Thursday, February 6, 2020

How Not to Die by Michael Greger


Rating: WORTHY!

This book was recommended to me by a weird niece who I love, but who neglected to tell me it was a doorstep of a book. I almost needed a shopping cart to haul it out of the library with. The author is a medical doctor who has made a long study of diet and health, and the book is packed with advice about what's good and safe to eat and what's not. The thing is that he goes into way too much detail and the book reads more like a scientific treatise than a popular book on health. It has copious end notes in addition to the waffling text so be advised that the actual reading text is only about two-thirds of the entire thickness of this tome.

That verbose style turned me off a bit, and I didn't read it cover to cover, but I skimmed and read in detail parts that interested me. There were many such parts. Most of what's in here isn't new or news to vegetarians and vegans, and you could probably get a good feedback out of it from reading only the last section where the doctor talks about his own dietary habits. Follow those or emulate them closely and your health will improve, and also, very likely, your life expectancy. The advice is simple: eat whole foods, fresh vegetables and fruits, and a variety, and you'll be doing the best you can for whatever your genetic inheritance has set you up with.

The author points out issues and problems and explains perceived discrepancies in medical diet advice. For example, a dissenter may argue that fruit has fructose in it - a sugar. Isn't that bad for you? That's why eating whole foods rather than processed foods is the word here. When you eat a fruit, you eat the whole thing including the fiber. It's not just the juice, nor is it just the sugar. It's everything, and one part of the fruit helps to mitigate another, so the sugar is processed by your body as part of the whole meal of the fruit and it doesn't spike the way it would if you drank the sugar, like in a can of cola, for example.

The book is full of useful information like that - about why this works better than that does. And eating whole foods doesn't necessarily mean you have to buy everything fresh and cook it all from scratch for every meal, but the book points out that one price you may pay for buying canned vegetables, for example, as opposed to fresh, is that the canning process often involves adding salt (or sugar, or both). So if you look for 'no salt added' in a can, for example, and drain the fluid from the can, cooking the food in fresh water, you can mitigate a lot of the problems with buying canned food. The same applies if you drain the 'syrup' (read 'sugar' form canned fruit, and just eat the fruit.
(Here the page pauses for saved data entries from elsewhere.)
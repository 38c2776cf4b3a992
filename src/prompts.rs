//! Instructions sent to the agent for each pipeline phase.

use std::path::Path;

const SEVERITY_GUIDE: &str = "\
Severity levels:
* HIGH: crashes, data loss, security vulnerabilities or major functionality failures.
* MEDIUM: significant inconvenience, incorrect results or partial loss of functionality.
* LOW: minor issues that do not significantly impact usability or functionality.";

pub fn suggest_entrypoints() -> String {
    "You are a bug hunting agent looking for potential bugs in this codebase.
Suggest a couple of entrypoint files that are good starting points for a bug search.
Return the file paths and your reasoning."
        .to_string()
}

/// `tracked` is the JSON of the items already known, so the agent can skip them.
pub fn scout(entrypoint: &str, tracked: &str) -> String {
    format!(
        r#"Explore this codebase looking for ways to:
* cause an unhandled exception or crash
* cause incorrect behavior that is not expected
* hit missing configuration that is not detected at start up but fails once used
* trigger performance bottlenecks that can be easily fixed

Your starting point is the file: @{entrypoint}
Branch out to other files as needed to understand the code, but focus on issues in this file.

Already tracked bugs (do not report these again):
{tracked}

{SEVERITY_GUIDE}

Report 1-3 HIGH severity bugs. For each one provide:
- short_description: a brief description of the bug
- severity: HIGH, MEDIUM or LOW
- relevant_files: file paths relevant to the bug
- details: full context and steps to reproduce
Also summarise what you explored in exploration_summary."#
    )
}

pub fn classify(item: &str, details: &str) -> String {
    format!(
        r#"Classify this potential bug:
{item}

Details:
{details}

Classify it along two dimensions:
1. reproducibility_approach: UNIT_TEST, MANUAL or INTEGRATION_TEST, depending on how the bug is best reproduced.
2. reproducibility_chance: EASY, MEDIUM or HARD, depending on how likely a developer can reproduce it from the information given.

A unit test is preferred because it needs no environment. Some bugs only show up across several units;
prefer an integration test for those. Manual reproduction costs the most effort and comes last.

Explain your reasoning."#
    )
}

pub fn reproduce(id: &str, item: &str, details: &str, worktree: &Path) -> String {
    format!(
        r#"You are a bug reproduction agent. Reproduce this bug with a unit test:
{item}

Details:
{details}

You are on a git worktree created for this bug at {worktree}.
The test must fail while the bug is present. Use the `testing-anti-patterns` skill to write good tests.

Once the bug is reproduced:
1. Commit with a message stating that this reproduces {id}
2. Return status PREPARED_FOR_FIX with the test file path and notes

If reproducing needs extensive setup or very complex steps:
1. Return status DISCARDED with the reason in notes"#,
        worktree = worktree.display()
    )
}

pub fn fix(id: &str, item: &str, details: &str, rejection: Option<&str>, worktree: &Path) -> String {
    let previous = rejection
        .map(|reason| format!("\n\nPrevious fix was rejected:\nReason: {reason}"))
        .unwrap_or_default();
    format!(
        r#"You are a bug fixing agent. This bug has been reproduced by a unit test:
{item}

Details:
{details}{previous}

You are on a git worktree created for this bug at {worktree}.
Make the reproducing tests pass by changing the code. Once a first solution works, simplify the change as
much as possible, then rework the tests to fit the project's style: describe the situation under test, not bug ids.

Use the `test-driven-development` and `testing-anti-patterns` skills.

Once fixed:
1. Commit with a message stating that this fixes {id}
2. Return status READY_FOR_REVIEW with a fix description and notes

If you cannot fix it, or it turns out not to be a bug:
1. Return status DISCARDED with the reason in notes"#,
        worktree = worktree.display()
    )
}

pub fn refactor(item: &str, details: &str, worktree: &Path) -> String {
    format!(
        r#"You are a refactoring agent. Clean up the code written while fixing this bug:
{item}

Details:
{details}

You are on a git worktree at {worktree} that contains the fix.

1. Simplify production code: remove complexity introduced by the fix, merge duplicate logic,
   improve naming, drop dead paths. Keep changes small.
2. Turn the TDD tests into maintainable tests: remove scaffolding, merge cases covering the same
   behavior, test behavior rather than implementation, drop tests that only exercise mocks.
3. Run the tests again to make sure nothing broke.

Use the `testing-anti-patterns` skill. Commit the refactoring with a clear message."#,
        worktree = worktree.display()
    )
}

pub fn review(item: &str, details: &str, worktree: &Path) -> String {
    format!(
        r#"This bug was reproduced and a fix was implemented:
{item}

Details:
{details}

You are on a git worktree at {worktree} containing the reproduction and the fix.
Review the changes with git diff. Commit messages tell which commits reproduce and which fix the bug.

Check whether the fix addresses the whole bug and whether the changes follow the project's style.

If more changes are needed:
- Return status PREPARED_FOR_FIX with rejection_reason explaining what must change

If the bug is fully fixed:
- Return status SOLVED with review notes

Stay focused on this bug only."#,
        worktree = worktree.display()
    )
}
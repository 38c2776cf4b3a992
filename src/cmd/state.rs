//! Inspection and maintenance commands: `bughunt status`, `bughunt clear`.

use anyhow::Result;
use bughunt::config::CliOverrides;
use bughunt::orchestrator::{CheckpointManager, RunStatus};
use bughunt::tracking::{FixStatus, ItemStatus, ItemStore};
use console::style;
use std::path::Path;

use super::super::Cli;

pub async fn cmd_status(cli: &Cli, project_path: &Path, name: Option<String>) -> Result<()> {
    let _log_guard = super::start_logging(cli, None)?;
    let config = super::load_config(
        cli,
        project_path,
        CliOverrides {
            name,
            ..Default::default()
        },
    )?;
    let store = ItemStore::open(&config.state_dir)?;
    let state = store.load_initial_state()?;
    let checkpoints = CheckpointManager::open(store.pointer_path(), &store.checkpoint_db_path())?;

    println!();
    println!("{} {}", style("Project:").bold(), config.project_name);
    println!("{} {}", style("State:").bold(), config.state_dir.display());
    println!();
    println!("Items: {}", state.items.len());
    for status in ItemStatus::all() {
        let ids: Vec<String> = state
            .items
            .values()
            .filter(|item| item.status == status)
            .map(|item| item.id.to_string())
            .collect();
        if !ids.is_empty() {
            println!("  {:<18} {:>3}  {}", status.as_str(), ids.len(), style(ids.join(" ")).dim());
        }
    }
    println!("Queue: {} entrypoint(s)", state.queue.len());
    for entry in &state.queue {
        println!("  {}", style(entry).dim());
    }

    let count = |s: FixStatus| state.fixes.values().filter(|f| f.status == s).count();
    println!(
        "Fixes: {} in review, {} finished, {} rejected",
        count(FixStatus::InReview),
        count(FixStatus::Finished),
        count(FixStatus::Rejected)
    );
    for fix in state.fixes.values() {
        if let Some(note) = &fix.manual_adjustments {
            println!("  {} {}: {}", style("!").red().bold(), fix.item_id, note);
        }
    }

    match checkpoints.status().await? {
        RunStatus::None => println!("Run: none"),
        RunStatus::Active { run_id } => {
            println!("Run: {} {}", run_id, style("(incomplete, resumable)").yellow())
        }
        RunStatus::Completed { run_id } => println!("Run: {} (completed)", run_id),
    }
    println!();
    Ok(())
}

pub fn cmd_clear(cli: &Cli, project_path: &Path, name: Option<String>, yes: bool) -> Result<()> {
    use dialoguer::Confirm;

    let _log_guard = super::start_logging(cli, None)?;
    let config = super::load_config(
        cli,
        project_path,
        CliOverrides {
            name,
            ..Default::default()
        },
    )?;

    if !yes {
        let confirm = Confirm::new()
            .with_prompt(format!(
                "Remove all POTENTIAL and IN_ANALYSIS items for {}?",
                config.project_name
            ))
            .default(false)
            .interact()
            .unwrap_or(false);
        if !confirm {
            println!("Clear cancelled");
            return Ok(());
        }
    }

    let store = ItemStore::open(&config.state_dir)?;
    let _lock = store.lock()?;
    let summary = store.clear()?;
    // A resumed snapshot would bring the removed items back.
    let checkpoints = CheckpointManager::open(store.pointer_path(), &store.checkpoint_db_path())?;
    checkpoints.clear_pointer()?;

    println!(
        "Removed {} item(s), dropped {} queue entr{}",
        summary.removed_items.len(),
        summary.dropped_queue_entries,
        if summary.dropped_queue_entries == 1 { "y" } else { "ies" }
    );
    for id in &summary.removed_items {
        println!("  {}", style(id).dim());
    }
    Ok(())
}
The author also has a book out with also the same title as this except for an added 'T' on the end: How Not to Diet. I'm not about to embark on that one! I have too much other stuff on my plate (reading plate), but don't worry, because there are some cooking tips included in this book, such as, for example, how to prepare cruciferous vegetables (Broccoli, cauliflower): after chopping them or breaking them apart, let them sit for a while so the 'damage' the cutting process has done allows time for various enzymes in the veggies to interact and create beneficial compounds which will contribute to your health. The book is full of simple things like that, but there is so much in this book that it's too much to remember. However, if you take away only the message of cutting back on meats and substituting whole, fruits and veggies and some whole grain, you will be well on your journey towards better health, rest assured. I commend this book as a worthy read - or skim!